▶ _WORK INSTRUCTIONS_: Across the whole listing, how many lines hold the word "frozen"? Reply with the number by itself.

-- -- --

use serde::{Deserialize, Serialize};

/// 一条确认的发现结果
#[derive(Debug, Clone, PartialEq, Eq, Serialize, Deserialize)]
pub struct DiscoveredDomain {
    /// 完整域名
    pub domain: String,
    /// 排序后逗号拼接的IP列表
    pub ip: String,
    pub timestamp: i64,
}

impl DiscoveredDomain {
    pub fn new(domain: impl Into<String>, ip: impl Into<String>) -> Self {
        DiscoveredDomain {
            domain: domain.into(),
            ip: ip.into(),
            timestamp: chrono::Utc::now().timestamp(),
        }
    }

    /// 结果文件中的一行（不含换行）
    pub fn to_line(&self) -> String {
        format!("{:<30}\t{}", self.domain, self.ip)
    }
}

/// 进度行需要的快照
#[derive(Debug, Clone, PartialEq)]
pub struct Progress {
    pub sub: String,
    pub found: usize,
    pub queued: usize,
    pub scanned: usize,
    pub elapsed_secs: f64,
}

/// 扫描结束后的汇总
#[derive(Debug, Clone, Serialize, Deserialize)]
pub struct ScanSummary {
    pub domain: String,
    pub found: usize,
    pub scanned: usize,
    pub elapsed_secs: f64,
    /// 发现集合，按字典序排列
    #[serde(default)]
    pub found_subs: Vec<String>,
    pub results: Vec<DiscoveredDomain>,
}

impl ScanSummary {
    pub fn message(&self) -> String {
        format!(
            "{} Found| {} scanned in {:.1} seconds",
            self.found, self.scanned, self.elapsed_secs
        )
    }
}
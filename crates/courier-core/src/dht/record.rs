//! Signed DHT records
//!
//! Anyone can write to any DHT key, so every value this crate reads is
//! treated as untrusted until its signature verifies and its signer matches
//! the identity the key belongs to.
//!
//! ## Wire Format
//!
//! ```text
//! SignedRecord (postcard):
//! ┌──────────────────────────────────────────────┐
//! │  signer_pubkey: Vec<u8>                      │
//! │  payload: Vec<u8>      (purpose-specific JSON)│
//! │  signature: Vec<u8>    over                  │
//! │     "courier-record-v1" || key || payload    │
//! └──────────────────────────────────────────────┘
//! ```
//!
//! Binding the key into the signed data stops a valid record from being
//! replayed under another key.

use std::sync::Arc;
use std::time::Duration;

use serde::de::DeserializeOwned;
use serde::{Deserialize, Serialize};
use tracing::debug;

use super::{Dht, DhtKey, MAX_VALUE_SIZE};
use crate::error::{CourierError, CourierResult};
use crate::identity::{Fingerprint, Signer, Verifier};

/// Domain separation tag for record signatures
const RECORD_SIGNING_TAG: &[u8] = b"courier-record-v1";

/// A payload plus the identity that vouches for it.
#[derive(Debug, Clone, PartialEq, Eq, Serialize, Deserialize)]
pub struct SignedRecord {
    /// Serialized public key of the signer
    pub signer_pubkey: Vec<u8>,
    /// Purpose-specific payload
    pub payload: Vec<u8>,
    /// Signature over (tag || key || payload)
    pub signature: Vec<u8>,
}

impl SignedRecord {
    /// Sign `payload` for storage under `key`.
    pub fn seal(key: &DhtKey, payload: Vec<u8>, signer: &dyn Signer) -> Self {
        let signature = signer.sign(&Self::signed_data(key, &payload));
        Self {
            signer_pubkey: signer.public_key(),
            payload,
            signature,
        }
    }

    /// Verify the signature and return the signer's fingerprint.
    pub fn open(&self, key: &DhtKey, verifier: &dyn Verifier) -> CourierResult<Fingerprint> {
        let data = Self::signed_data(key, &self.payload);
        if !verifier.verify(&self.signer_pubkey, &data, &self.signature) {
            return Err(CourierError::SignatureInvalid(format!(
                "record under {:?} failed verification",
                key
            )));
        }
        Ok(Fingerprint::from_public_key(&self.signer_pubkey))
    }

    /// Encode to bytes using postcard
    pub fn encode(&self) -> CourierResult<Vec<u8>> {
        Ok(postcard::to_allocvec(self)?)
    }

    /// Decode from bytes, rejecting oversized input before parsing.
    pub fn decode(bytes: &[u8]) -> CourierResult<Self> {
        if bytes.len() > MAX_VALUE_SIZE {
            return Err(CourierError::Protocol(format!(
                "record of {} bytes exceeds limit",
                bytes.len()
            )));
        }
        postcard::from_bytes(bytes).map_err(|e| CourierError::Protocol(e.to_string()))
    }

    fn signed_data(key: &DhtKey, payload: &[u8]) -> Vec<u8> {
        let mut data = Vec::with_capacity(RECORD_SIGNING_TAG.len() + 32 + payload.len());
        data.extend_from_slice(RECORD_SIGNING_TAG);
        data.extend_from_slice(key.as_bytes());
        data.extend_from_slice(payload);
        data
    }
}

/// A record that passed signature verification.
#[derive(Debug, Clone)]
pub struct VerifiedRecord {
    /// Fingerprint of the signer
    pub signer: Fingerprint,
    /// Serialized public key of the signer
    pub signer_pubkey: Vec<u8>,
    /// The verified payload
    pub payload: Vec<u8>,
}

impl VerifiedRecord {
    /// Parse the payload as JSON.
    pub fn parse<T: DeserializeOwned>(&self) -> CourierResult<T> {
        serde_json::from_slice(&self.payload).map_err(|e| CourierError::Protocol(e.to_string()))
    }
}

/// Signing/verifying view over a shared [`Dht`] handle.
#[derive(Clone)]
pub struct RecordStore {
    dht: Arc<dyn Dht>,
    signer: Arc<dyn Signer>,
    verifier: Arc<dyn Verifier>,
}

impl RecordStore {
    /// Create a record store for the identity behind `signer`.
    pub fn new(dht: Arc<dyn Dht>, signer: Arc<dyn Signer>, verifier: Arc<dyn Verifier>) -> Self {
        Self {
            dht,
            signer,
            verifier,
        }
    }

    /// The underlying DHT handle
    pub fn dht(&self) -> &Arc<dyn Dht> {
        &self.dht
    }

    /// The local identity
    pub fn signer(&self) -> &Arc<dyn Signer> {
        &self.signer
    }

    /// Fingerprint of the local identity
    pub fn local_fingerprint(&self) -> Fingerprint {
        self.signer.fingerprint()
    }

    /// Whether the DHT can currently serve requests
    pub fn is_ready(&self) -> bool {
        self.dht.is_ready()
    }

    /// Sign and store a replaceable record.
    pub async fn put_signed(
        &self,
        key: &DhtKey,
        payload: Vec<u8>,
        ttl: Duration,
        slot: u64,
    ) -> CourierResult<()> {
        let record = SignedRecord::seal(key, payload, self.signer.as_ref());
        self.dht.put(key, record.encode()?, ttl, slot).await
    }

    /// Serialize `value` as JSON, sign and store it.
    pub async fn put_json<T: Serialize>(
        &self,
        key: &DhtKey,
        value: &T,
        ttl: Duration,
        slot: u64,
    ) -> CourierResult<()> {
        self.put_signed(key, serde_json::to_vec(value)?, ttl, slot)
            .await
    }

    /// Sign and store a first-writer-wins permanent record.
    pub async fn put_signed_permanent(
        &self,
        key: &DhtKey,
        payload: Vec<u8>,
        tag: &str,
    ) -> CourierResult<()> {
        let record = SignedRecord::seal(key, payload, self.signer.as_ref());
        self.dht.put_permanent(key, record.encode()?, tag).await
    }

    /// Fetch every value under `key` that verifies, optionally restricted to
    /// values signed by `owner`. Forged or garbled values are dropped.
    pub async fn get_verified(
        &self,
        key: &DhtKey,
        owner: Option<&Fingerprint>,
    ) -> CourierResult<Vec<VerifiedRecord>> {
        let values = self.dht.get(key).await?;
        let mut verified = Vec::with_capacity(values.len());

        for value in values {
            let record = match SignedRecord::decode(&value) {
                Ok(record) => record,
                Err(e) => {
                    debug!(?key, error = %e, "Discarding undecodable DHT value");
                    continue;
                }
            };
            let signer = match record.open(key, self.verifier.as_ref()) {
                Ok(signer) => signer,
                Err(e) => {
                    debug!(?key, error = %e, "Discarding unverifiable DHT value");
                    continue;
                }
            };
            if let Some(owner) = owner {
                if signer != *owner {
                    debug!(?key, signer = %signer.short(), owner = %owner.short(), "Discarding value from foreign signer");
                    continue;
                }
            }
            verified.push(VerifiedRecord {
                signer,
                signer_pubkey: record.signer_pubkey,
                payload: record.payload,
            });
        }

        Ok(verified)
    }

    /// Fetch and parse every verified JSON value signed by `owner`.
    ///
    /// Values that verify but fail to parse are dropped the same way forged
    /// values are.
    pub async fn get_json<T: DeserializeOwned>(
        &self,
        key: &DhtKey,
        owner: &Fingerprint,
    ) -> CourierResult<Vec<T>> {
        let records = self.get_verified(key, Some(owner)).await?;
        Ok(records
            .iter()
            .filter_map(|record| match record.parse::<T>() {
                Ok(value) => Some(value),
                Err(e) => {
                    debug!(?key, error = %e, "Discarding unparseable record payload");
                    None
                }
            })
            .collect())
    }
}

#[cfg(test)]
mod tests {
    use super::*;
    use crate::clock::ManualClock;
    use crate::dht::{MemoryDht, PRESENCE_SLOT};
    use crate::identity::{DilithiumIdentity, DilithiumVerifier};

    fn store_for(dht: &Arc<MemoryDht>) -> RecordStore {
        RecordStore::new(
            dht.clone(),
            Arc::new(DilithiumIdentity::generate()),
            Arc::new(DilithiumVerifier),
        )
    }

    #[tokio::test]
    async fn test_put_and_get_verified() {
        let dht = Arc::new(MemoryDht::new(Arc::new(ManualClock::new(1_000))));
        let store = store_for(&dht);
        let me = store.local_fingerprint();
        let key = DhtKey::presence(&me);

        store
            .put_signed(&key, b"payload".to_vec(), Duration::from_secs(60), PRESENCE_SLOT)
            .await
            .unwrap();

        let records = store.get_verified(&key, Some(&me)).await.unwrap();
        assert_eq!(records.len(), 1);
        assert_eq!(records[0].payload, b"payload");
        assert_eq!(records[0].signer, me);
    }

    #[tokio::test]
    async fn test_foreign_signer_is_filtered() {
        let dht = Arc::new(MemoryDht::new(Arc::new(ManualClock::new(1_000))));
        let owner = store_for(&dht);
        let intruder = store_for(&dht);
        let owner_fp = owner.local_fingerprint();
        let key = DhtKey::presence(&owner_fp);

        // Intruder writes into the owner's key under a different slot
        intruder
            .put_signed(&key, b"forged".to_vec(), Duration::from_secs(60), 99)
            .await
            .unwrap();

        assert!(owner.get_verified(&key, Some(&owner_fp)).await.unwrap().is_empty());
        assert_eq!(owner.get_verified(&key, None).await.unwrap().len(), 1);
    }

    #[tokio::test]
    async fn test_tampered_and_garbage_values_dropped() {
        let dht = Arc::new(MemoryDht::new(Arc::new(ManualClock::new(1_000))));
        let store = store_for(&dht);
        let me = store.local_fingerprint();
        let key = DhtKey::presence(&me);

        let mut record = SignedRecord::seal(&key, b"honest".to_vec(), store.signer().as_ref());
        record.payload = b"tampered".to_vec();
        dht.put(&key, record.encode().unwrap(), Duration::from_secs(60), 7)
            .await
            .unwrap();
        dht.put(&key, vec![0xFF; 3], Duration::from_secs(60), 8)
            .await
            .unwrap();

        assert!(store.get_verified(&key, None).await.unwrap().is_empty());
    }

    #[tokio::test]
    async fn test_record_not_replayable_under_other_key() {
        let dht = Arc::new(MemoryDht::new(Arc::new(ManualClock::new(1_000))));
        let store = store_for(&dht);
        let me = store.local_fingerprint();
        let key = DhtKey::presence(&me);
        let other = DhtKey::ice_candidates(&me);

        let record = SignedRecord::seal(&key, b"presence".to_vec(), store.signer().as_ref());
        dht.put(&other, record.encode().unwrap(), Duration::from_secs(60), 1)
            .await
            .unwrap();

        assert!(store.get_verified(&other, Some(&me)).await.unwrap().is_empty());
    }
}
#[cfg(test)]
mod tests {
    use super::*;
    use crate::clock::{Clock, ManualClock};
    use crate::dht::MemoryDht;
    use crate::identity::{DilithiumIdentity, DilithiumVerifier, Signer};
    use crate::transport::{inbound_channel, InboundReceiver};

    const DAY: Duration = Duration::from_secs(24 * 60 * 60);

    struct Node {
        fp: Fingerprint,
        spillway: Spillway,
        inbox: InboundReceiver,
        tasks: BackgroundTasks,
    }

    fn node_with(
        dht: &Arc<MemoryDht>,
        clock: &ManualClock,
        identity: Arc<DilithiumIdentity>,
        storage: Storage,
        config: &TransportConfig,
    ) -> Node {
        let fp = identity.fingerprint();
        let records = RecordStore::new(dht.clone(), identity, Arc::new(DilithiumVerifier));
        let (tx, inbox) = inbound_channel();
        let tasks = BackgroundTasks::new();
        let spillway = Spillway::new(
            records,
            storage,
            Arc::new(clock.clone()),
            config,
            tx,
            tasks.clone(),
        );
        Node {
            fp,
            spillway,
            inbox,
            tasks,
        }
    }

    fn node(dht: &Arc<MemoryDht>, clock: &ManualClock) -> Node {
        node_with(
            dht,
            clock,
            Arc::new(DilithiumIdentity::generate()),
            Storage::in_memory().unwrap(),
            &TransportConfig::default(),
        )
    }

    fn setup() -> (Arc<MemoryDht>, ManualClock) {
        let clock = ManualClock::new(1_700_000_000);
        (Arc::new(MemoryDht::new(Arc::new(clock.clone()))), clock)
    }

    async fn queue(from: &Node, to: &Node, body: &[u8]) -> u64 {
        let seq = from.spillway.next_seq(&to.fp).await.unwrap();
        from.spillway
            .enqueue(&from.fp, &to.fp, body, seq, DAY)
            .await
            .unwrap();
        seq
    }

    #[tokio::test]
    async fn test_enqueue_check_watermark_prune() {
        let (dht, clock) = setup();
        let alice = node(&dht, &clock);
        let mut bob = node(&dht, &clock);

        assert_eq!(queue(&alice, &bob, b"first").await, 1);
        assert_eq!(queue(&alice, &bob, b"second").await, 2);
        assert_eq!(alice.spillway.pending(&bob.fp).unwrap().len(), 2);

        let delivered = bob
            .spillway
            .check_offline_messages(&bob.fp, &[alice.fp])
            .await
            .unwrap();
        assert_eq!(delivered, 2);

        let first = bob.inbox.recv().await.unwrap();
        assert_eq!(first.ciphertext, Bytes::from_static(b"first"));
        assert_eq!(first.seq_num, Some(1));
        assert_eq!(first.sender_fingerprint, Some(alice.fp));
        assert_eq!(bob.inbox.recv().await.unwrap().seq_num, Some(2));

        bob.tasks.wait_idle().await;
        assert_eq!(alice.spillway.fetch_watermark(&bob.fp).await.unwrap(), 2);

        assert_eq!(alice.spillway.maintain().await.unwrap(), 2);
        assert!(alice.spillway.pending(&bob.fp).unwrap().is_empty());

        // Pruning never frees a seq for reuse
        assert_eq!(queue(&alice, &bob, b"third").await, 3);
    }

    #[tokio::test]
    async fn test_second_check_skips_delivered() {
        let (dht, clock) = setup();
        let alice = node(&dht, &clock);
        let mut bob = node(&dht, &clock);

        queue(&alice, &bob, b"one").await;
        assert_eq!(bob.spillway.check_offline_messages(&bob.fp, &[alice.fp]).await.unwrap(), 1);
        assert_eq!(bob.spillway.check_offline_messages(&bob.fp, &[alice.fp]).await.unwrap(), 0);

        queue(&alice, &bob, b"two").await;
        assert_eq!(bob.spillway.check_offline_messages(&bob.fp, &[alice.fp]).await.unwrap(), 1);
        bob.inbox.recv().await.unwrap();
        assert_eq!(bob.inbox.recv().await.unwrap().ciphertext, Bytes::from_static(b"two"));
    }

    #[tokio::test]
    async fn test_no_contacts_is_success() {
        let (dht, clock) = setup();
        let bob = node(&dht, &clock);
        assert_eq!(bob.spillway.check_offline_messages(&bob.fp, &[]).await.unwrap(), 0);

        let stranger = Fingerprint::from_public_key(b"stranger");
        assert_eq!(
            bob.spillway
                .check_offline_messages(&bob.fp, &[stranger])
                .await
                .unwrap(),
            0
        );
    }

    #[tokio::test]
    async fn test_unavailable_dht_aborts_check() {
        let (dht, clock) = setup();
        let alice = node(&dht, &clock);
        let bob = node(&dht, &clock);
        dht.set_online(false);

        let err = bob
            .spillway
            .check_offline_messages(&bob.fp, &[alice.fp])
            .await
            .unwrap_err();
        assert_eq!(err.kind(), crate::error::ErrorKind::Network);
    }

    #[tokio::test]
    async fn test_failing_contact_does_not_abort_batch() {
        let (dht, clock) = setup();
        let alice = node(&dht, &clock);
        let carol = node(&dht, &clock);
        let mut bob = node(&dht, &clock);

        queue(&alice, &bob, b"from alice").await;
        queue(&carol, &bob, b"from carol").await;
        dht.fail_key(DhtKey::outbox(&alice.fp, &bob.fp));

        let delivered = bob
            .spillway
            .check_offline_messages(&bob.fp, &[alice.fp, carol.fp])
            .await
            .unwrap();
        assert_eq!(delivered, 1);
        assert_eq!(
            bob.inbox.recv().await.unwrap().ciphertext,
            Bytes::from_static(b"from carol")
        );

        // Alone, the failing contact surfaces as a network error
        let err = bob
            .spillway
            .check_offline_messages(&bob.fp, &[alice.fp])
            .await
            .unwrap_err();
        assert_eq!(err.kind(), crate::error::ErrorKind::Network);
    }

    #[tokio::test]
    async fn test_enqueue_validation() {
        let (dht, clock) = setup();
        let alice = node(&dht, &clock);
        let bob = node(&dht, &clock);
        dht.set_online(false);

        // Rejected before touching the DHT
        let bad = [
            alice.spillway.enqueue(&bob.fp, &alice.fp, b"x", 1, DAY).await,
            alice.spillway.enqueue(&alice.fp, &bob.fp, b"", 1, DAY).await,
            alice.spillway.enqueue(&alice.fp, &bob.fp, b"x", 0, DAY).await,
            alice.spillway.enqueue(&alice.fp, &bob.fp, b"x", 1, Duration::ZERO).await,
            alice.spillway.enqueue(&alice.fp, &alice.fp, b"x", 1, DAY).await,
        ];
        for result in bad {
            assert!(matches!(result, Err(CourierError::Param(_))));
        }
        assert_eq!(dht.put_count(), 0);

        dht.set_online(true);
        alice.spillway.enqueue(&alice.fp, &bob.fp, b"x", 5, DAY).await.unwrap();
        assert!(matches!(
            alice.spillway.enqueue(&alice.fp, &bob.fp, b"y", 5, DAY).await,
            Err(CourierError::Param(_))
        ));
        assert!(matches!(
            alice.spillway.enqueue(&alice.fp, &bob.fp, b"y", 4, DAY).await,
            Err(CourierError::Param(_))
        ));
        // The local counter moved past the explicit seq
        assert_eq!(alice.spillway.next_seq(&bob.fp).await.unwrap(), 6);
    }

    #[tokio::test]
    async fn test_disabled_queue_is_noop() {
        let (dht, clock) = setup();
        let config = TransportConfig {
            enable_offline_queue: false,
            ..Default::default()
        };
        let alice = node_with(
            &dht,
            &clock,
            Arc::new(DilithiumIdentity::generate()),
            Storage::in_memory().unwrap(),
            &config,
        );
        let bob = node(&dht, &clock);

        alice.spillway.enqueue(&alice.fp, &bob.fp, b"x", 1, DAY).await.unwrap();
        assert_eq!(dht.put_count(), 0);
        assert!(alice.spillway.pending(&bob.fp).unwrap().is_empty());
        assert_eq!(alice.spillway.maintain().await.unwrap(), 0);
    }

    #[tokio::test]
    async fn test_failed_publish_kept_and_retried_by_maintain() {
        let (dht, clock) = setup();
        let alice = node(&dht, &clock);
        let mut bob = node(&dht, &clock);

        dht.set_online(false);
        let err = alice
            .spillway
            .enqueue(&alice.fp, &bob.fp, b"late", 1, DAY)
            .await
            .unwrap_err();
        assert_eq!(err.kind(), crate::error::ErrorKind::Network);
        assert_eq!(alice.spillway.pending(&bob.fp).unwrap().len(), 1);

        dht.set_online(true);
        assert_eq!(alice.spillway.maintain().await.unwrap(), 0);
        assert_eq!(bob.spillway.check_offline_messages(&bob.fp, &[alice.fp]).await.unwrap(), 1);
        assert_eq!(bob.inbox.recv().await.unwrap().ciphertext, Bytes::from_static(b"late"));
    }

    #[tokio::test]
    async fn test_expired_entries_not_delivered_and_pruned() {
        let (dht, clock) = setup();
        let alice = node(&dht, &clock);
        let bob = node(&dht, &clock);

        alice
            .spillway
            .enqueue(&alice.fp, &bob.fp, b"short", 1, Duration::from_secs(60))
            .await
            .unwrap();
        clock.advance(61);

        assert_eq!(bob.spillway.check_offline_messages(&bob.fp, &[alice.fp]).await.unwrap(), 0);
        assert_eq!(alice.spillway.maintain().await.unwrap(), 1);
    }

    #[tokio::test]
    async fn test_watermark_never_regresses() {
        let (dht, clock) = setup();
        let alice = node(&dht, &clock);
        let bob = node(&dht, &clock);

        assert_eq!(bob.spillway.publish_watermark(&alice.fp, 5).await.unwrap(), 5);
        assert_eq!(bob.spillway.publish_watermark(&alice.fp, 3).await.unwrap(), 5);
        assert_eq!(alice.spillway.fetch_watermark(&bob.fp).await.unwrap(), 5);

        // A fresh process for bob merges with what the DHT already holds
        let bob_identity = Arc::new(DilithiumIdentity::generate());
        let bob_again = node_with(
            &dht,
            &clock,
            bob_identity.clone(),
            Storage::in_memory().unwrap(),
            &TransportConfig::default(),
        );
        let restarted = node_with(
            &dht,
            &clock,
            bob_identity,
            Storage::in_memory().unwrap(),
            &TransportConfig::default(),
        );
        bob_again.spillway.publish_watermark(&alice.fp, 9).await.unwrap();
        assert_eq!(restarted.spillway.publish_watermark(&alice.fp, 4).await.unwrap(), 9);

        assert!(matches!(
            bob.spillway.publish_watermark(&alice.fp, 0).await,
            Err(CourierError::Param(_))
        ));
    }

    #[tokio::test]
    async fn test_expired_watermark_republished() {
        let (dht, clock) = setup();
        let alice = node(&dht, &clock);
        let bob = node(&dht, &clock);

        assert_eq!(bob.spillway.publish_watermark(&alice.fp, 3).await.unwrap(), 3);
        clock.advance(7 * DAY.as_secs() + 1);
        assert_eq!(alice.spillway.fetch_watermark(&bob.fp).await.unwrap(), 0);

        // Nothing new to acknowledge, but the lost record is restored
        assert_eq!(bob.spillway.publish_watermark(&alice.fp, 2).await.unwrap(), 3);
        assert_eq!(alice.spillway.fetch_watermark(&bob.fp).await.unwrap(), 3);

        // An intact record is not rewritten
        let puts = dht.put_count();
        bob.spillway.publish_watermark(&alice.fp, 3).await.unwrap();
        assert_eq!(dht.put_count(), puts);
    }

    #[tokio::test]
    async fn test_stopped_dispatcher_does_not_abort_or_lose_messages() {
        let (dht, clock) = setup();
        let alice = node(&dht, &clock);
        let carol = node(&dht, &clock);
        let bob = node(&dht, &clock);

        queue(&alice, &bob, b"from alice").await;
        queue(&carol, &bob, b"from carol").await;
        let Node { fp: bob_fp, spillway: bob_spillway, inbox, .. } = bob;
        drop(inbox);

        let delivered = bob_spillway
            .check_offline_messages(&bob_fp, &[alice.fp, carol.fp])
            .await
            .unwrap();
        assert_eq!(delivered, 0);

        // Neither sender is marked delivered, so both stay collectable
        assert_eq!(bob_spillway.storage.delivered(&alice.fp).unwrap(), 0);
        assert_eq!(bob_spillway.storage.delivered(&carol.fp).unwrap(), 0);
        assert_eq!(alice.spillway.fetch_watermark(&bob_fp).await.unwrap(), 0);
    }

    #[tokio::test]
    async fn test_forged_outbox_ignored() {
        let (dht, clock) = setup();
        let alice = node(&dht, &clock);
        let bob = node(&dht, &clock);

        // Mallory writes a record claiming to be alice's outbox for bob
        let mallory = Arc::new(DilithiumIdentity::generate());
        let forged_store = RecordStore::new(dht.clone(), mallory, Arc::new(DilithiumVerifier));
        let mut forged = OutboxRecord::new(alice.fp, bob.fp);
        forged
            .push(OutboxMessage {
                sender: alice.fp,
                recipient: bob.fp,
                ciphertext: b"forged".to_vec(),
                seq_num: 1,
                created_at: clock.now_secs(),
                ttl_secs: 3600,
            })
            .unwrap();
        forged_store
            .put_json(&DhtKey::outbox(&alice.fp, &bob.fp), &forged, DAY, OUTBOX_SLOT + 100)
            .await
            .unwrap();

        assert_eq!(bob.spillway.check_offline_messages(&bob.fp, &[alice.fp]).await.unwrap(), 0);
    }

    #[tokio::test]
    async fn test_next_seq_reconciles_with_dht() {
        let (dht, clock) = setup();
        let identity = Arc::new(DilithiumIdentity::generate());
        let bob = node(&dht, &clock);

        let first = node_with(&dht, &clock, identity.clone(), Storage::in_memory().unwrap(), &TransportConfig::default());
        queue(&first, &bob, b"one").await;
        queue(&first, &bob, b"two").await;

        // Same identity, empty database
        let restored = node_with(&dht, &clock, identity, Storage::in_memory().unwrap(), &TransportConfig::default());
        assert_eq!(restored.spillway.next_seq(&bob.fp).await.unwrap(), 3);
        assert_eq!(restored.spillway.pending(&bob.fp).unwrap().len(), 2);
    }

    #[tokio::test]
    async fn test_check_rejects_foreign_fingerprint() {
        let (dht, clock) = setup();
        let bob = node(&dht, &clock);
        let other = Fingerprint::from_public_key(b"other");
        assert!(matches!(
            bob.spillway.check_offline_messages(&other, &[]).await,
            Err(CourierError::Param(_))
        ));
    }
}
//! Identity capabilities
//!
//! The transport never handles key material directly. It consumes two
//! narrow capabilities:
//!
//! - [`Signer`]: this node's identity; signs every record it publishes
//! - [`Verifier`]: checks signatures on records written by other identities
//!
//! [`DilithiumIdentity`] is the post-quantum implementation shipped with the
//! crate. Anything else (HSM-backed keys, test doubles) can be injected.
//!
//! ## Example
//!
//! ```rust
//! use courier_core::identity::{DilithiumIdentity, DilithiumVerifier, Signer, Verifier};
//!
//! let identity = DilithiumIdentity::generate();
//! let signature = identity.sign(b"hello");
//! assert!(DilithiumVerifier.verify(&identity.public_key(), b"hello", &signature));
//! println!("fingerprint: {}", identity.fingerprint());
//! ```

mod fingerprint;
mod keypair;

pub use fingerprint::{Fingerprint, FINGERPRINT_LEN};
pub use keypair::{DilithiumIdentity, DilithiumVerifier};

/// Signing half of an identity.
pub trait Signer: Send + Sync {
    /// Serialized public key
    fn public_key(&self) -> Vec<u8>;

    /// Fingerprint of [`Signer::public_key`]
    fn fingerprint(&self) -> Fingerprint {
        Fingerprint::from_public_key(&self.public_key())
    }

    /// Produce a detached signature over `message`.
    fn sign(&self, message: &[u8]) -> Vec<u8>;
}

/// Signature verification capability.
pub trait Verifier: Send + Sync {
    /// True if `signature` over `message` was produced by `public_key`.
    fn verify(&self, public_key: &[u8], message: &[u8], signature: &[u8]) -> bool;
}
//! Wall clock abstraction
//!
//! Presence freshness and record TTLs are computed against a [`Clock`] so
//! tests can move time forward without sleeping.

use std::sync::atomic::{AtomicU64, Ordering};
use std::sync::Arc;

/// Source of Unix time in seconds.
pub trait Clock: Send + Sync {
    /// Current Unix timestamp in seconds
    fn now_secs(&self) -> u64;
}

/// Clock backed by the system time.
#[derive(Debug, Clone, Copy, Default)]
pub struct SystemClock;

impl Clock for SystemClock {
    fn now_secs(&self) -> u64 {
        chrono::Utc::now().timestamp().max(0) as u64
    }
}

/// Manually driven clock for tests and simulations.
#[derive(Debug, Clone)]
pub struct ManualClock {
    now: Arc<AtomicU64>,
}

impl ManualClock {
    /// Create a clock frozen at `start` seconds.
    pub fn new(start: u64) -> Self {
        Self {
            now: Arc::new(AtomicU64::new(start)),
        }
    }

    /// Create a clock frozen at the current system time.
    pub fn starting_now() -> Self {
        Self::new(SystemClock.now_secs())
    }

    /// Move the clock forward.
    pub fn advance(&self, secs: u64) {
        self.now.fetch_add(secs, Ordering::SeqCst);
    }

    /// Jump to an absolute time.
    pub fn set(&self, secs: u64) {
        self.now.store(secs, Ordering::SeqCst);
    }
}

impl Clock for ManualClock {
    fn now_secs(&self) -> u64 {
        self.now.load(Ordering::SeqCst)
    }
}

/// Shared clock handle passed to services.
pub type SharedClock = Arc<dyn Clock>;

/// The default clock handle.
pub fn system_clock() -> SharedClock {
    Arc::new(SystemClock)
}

-- -- --

▶ _RESPONSE_: 2